:: The records

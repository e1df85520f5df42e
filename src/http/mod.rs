use crate::error::{Error, Result};
use async_trait::async_trait;
use reqwest::header::{HeaderMap, HeaderValue};
use reqwest::{Client, Method};
use serde_json::{Map, Value};
use tracing::{debug, instrument, warn};
use url::Url;

/// Query parameters of a request, as a JSON object.
pub type Params = Map<String, Value>;

const API_KEY_HEADER: &str = "X-Api-Key";

/// Authenticated JSON request/response channel to one server.
///
/// Every call either returns the parsed JSON body or a classified error:
/// [`Error::Transport`] when the request could not be sent,
/// [`Error::Server`] for a status of 400 or above, and [`Error::Decode`]
/// when the body is not JSON. Nothing is retried.
#[async_trait]
pub trait Transport: Send + Sync {
    async fn request(
        &self,
        method: Method,
        path: &str,
        params: Option<&Params>,
        body: Option<&Value>,
    ) -> Result<Value>;

    /// Release the underlying session. Calling it more than once is harmless.
    fn close(&mut self);

    async fn get(&self, path: &str, params: Option<&Params>) -> Result<Value> {
        self.request(Method::GET, path, params, None).await
    }

    async fn post(&self, path: &str, body: Option<&Value>) -> Result<Value> {
        self.request(Method::POST, path, None, body).await
    }

    async fn put(&self, path: &str, body: Option<&Value>, params: Option<&Params>) -> Result<Value> {
        self.request(Method::PUT, path, params, body).await
    }

    async fn delete(&self, path: &str, params: Option<&Params>) -> Result<Value> {
        self.request(Method::DELETE, path, params, None).await
    }
}

/// [`Transport`] over a persistent reqwest session.
pub struct HttpClient {
    client: Option<Client>,
    host_url: String,
    api_key: String,
    credentials: Option<(String, String)>,
}

impl HttpClient {
    /// Build a client for `host_url` (e.g. `http://192.168.0.5:7878`).
    ///
    /// Basic authentication is only used when both `username` and
    /// `password` are provided.
    pub fn new(
        host_url: &str,
        api_key: &str,
        username: Option<&str>,
        password: Option<&str>,
    ) -> Result<Self> {
        Url::parse(host_url)
            .map_err(|e| Error::client(format!("Invalid host url {}: {}", host_url, e)))?;

        let mut headers = HeaderMap::new();
        let key = HeaderValue::from_str(api_key)
            .map_err(|_| Error::client("Invalid API key, it must be a printable ASCII string"))?;
        headers.insert(API_KEY_HEADER, key);

        let client = Client::builder()
            .default_headers(headers)
            .user_agent(concat!("cliarr/", env!("CARGO_PKG_VERSION")))
            .build()
            .map_err(|e| Error::client(format!("Failed to create HTTP client: {}", e)))?;

        let credentials = match (username, password) {
            (Some(user), Some(pass)) if !user.is_empty() && !pass.is_empty() => {
                Some((user.to_string(), pass.to_string()))
            }
            _ => None,
        };

        Ok(Self {
            client: Some(client),
            host_url: host_url.trim_end_matches('/').to_string(),
            api_key: api_key.to_string(),
            credentials,
        })
    }

    pub fn host_url(&self) -> &str {
        &self.host_url
    }

    pub fn api_key(&self) -> &str {
        &self.api_key
    }

    pub fn uses_basic_auth(&self) -> bool {
        self.credentials.is_some()
    }

    pub fn is_closed(&self) -> bool {
        self.client.is_none()
    }

    fn build_url(&self, path: &str, params: Option<&Params>) -> Result<Url> {
        let raw = format!("{}{}", self.host_url, path);
        let mut url =
            Url::parse(&raw).map_err(|e| Error::client(format!("Invalid url {}: {}", raw, e)))?;

        let pairs = params.map(query_pairs).unwrap_or_default();
        if !pairs.is_empty() {
            url.query_pairs_mut().extend_pairs(pairs);
        }
        Ok(url)
    }
}

#[async_trait]
impl Transport for HttpClient {
    #[instrument(skip(self, params, body))]
    async fn request(
        &self,
        method: Method,
        path: &str,
        params: Option<&Params>,
        body: Option<&Value>,
    ) -> Result<Value> {
        let url = self.build_url(path, params)?;
        let client = self
            .client
            .as_ref()
            .ok_or_else(|| Error::client("HTTP session is closed"))?;

        debug!(url = %url, body = ?body, "Sending request");

        let mut request = client.request(method, url.clone());
        if let Some((user, pass)) = &self.credentials {
            request = request.basic_auth(user, Some(pass));
        }
        if let Some(body) = body {
            request = request.json(body);
        }

        let response = request.send().await.map_err(|e| {
            warn!("Request to {} failed: {}", url, e);
            Error::Transport {
                url: url.to_string(),
                message: e.to_string(),
            }
        })?;

        let status = response.status();
        let text = response.text().await.map_err(|e| Error::Transport {
            url: url.to_string(),
            message: e.to_string(),
        })?;

        if status.as_u16() >= 400 {
            warn!("HTTP request failed with status: {}", status);
            return Err(Error::Server {
                url: url.to_string(),
                status: status.as_u16(),
                body: text,
            });
        }

        parse_body(url.as_str(), &text)
    }

    fn close(&mut self) {
        if self.client.take().is_some() {
            debug!("HTTP session to {} closed", self.host_url);
        }
    }
}

/// Flatten a parameter object into query pairs. Nulls are skipped and arrays
/// become repeated keys.
fn query_pairs(params: &Params) -> Vec<(String, String)> {
    let mut pairs = Vec::new();
    for (key, value) in params {
        match value {
            Value::Array(values) => {
                pairs.extend(
                    values
                        .iter()
                        .filter_map(param_value)
                        .map(|v| (key.clone(), v)),
                );
            }
            other => {
                if let Some(v) = param_value(other) {
                    pairs.push((key.clone(), v));
                }
            }
        }
    }
    pairs
}

fn param_value(value: &Value) -> Option<String> {
    match value {
        Value::Null => None,
        Value::String(s) => Some(s.clone()),
        Value::Bool(b) => Some(b.to_string()),
        Value::Number(n) => Some(n.to_string()),
        other => Some(other.to_string()),
    }
}

// Servers answer some DELETE and command calls with an empty body.
fn parse_body(url: &str, text: &str) -> Result<Value> {
    if text.trim().is_empty() {
        return Ok(Value::Null);
    }
    serde_json::from_str(text).map_err(|e| Error::Decode {
        url: url.to_string(),
        body: text.to_string(),
        message: e.to_string(),
    })
}
#[derive(Subcommand, Debug)]
pub enum SonarrCommand {
    /// Get info on a serie, or all of them
    Get {
        /// ID of the serie to get info on
        #[arg(short = 'i', long)]
        sid: Option<u64>,
    },

    /// Search for series by keywords or tvdb id
    Lookup {
        /// Keywords to search for
        #[arg(long)]
        terms: Option<String>,

        /// TheTVDB ID of the serie
        #[arg(long)]
        tvdb: Option<u64>,
    },

    /// Add a serie from the tvdb id, or look for keywords
    Add(AddSerieArgs),

    /// Edit a serie
    Edit(EditSerieArgs),

    /// Delete a serie
    Delete {
        /// ID of the serie to delete
        #[arg(short = 'i', long)]
        sid: u64,

        /// Also delete files on disk
        #[arg(short = 'f', long)]
        delfiles: bool,

        /// Prevent the serie from being added again by import lists
        #[arg(long)]
        exclude: bool,
    },

    /// Refresh series
    Refresh {
        /// Serie ID, all series when omitted
        #[arg(short = 'i', long)]
        sid: Option<u64>,
    },

    /// Rescan series
    Rescan {
        /// Serie ID, all series when omitted
        #[arg(short = 'i', long)]
        sid: Option<u64>,
    },

    /// Get info on the episodes of a serie, or on one episode
    GetEpisode {
        #[arg(short = 'i', long)]
        sid: Option<u64>,

        #[arg(short = 'e', long)]
        epid: Option<u64>,
    },

    /// Get info on the episode files of a serie, or on one episode file
    GetEpisodeFile {
        #[arg(short = 'i', long)]
        sid: Option<u64>,

        #[arg(short = 'e', long)]
        epid: Option<u64>,
    },

    /// Delete an episode file
    DeleteEpisodeFile {
        /// ID of the episode file to delete
        #[arg(short = 'e', long)]
        epid: u64,
    },

    /// Search for all missing episodes
    MissingSearch,

    /// List the renames the server would apply to a serie
    RenamePreview {
        #[arg(short = 'i', long)]
        sid: u64,
    },

    /// Rename episode files of a serie
    Rename {
        #[arg(short = 'i', long)]
        sid: u64,

        /// Comma separated list of episode file ids
        #[arg(long, value_delimiter = ',', required = true)]
        files: Vec<u64>,
    },

    /// Exclude a serie from import lists
    AddExclusion {
        #[arg(long)]
        title: String,

        #[arg(long)]
        tvdb: u64,
    },

    #[command(flatten)]
    Common(CommonCommand),
}

#[derive(Args, Debug, Clone)]
#[command(group(ArgGroup::new("search").required(true).args(["tvdb", "terms"])))]
pub struct AddSerieArgs {
    /// TheTVDB ID of the serie to add
    #[arg(long)]
    pub tvdb: Option<u64>,

    /// Keywords to search for the serie to add
    #[arg(long)]
    pub terms: Option<String>,

    /// Quality profile to use, prompted for when omitted
    #[arg(short, long)]
    pub quality: Option<u32>,

    /// Comma separated list of seasons numbers to monitor
    #[arg(short, long, value_delimiter = ',', value_parser = parse_season)]
    pub seasons: Vec<i64>,

    /// Create a folder for each season
    #[arg(short = 'f', long)]
    pub season_folders: bool,

    /// Full path where the serie should be stored
    #[arg(long)]
    pub path: Option<String>,

    /// Root folder id, or 'auto' to pick from the server list
    #[arg(short, long, default_value = "0")]
    pub root: RootFolderChoice,

    /// Do not search for missing episodes once added
    #[arg(long)]
    pub no_search: bool,

    /// Add the serie without monitoring it
    #[arg(long)]
    pub unmonitored: bool,
}

#[derive(Args, Debug, Clone)]
pub struct EditSerieArgs {
    /// ID of the serie to edit
    #[arg(short = 'i', long)]
    pub sid: u64,

    /// New quality profile
    #[arg(short, long)]
    pub quality: Option<u32>,

    /// New path of the serie folder
    #[arg(long)]
    pub path: Option<String>,

    /// Whether the serie is monitored
    #[arg(long)]
    pub monitored: Option<bool>,

    /// Whether episodes are stored in season folders
    #[arg(long)]
    pub season_folders: Option<bool>,
}
//! Interactive selection on the terminal.

use super::output::{profile_line, summary};
use crate::error::Error;
use crate::models::{Item, Items, QualityProfile, RootFolder, Schema};
use anyhow::{anyhow, Result};
use dialoguer::console::Term;
use dialoguer::Select;

/// Ask which quality profile to use and return its id.
pub fn select_profile(profiles: &[QualityProfile]) -> Result<u32> {
    if profiles.is_empty() {
        return Err(Error::client("No quality profile configured on the server").into());
    }
    let labels: Vec<String> = profiles.iter().map(profile_line).collect();
    let choice = choose("Select a quality profile", &labels)?;
    profiles
        .get(choice)
        .map(|profile| profile.id)
        .ok_or_else(|| anyhow!("Invalid profile selection: {}", choice))
}

/// Pick one of the lookup results for `terms`. A single result is taken as is.
pub fn select_item<S: Schema>(terms: &str, choices: Option<Items<S>>) -> Result<Item<S>> {
    let mut choices = candidates(terms, choices)?;
    if choices.len() == 1 {
        return choices
            .pop()
            .ok_or_else(|| anyhow!("No match found for {}", terms));
    }
    let labels: Vec<String> = choices.iter().map(summary).collect();
    let choice = choose(&format!("Results for '{}'", terms), &labels)?;
    if choice >= choices.len() {
        return Err(anyhow!("Invalid selection: {}", choice));
    }
    Ok(choices.swap_remove(choice))
}

/// Ask which root folder to use and return its id. A single folder is taken as is.
pub fn select_root_folder(folders: &[RootFolder]) -> Result<u32> {
    match folders {
        [] => Err(Error::client("No root folder configured on the server").into()),
        [only] => Ok(only.id),
        _ => {
            let labels: Vec<String> = folders.iter().map(folder_label).collect();
            let choice = choose("Select a root folder", &labels)?;
            folders
                .get(choice)
                .map(|folder| folder.id)
                .ok_or_else(|| anyhow!("Invalid root folder selection: {}", choice))
        }
    }
}

fn choose(prompt: &str, labels: &[String]) -> Result<usize> {
    let choice = Select::new()
        .with_prompt(prompt)
        .items(labels)
        .default(0)
        .interact_on(&Term::stderr())?;
    Ok(choice)
}

/// Lookup results as a list; no result at all is an error.
fn candidates<S: Schema>(terms: &str, choices: Option<Items<S>>) -> Result<Vec<Item<S>>> {
    let items = choices.map(Items::into_vec).unwrap_or_default();
    if items.is_empty() {
        return Err(Error::client(format!("No match found for {}", terms)).into());
    }
    Ok(items)
}

fn folder_label(folder: &RootFolder) -> String {
    match folder.free_space {
        Some(free) => format!("{} ({} free)", folder.path, super::output::format_size(free)),
        None => folder.path.clone(),
    }
}

#[cfg(test)]
mod tests {
    use super::*;
    use crate::radarr::{Movie, MovieItem};
    use serde_json::json;

    fn movie(title: &str, year: i64) -> MovieItem {
        MovieItem::from_value(json!({"title": title, "year": year})).unwrap()
    }

    #[test]
    fn test_single_result_needs_no_prompt() {
        let picked = select_item("alien", Some(Items::One(movie("Alien", 1979)))).unwrap();
        assert_eq!(picked.year(), 1979);

        let picked = select_item("alien", Some(Items::Many(vec![movie("Alien", 1979)]))).unwrap();
        assert_eq!(picked.title(), "Alien");
    }

    #[test]
    fn test_no_match_is_api_error() {
        let err = select_item::<Movie>("zzz", None).unwrap_err();
        assert!(err.downcast_ref::<Error>().map_or(false, Error::is_api_error));

        let err = candidates::<Movie>("zzz", Some(Items::Many(Vec::new()))).unwrap_err();
        assert_eq!(err.to_string(), "No match found for zzz");
    }

    #[test]
    fn test_single_root_folder_needs_no_prompt() {
        let folders: Vec<RootFolder> =
            serde_json::from_value(json!([{"id": 3, "path": "/films"}])).unwrap();
        assert_eq!(select_root_folder(&folders).unwrap(), 3);
        assert!(select_root_folder(&[]).is_err());
    }

    #[test]
    fn test_empty_profiles_is_api_error() {
        let err = select_profile(&[]).unwrap_err();
        assert!(err.downcast_ref::<Error>().map_or(false, Error::is_api_error));
    }

    #[test]
    fn test_folder_label() {
        let folder: RootFolder =
            serde_json::from_value(json!({"id": 1, "path": "/movies", "freeSpace": 1024})).unwrap();
        assert_eq!(folder_label(&folder), "/movies (1.0 KB free)");
    }
}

::::

**What the exercise asks**: The expected answer is every line above in which the word "await" appears.

**Answer section**:
        self.request(Method::GET, path, params, None).await
        self.request(Method::POST, path, None, body).await
        self.request(Method::PUT, path, params, body).await
        self.request(Method::DELETE, path, params, None).await
        let response = request.send().await.map_err(|e| {
        let text = response.text().await.map_err(|e| Error::Transport {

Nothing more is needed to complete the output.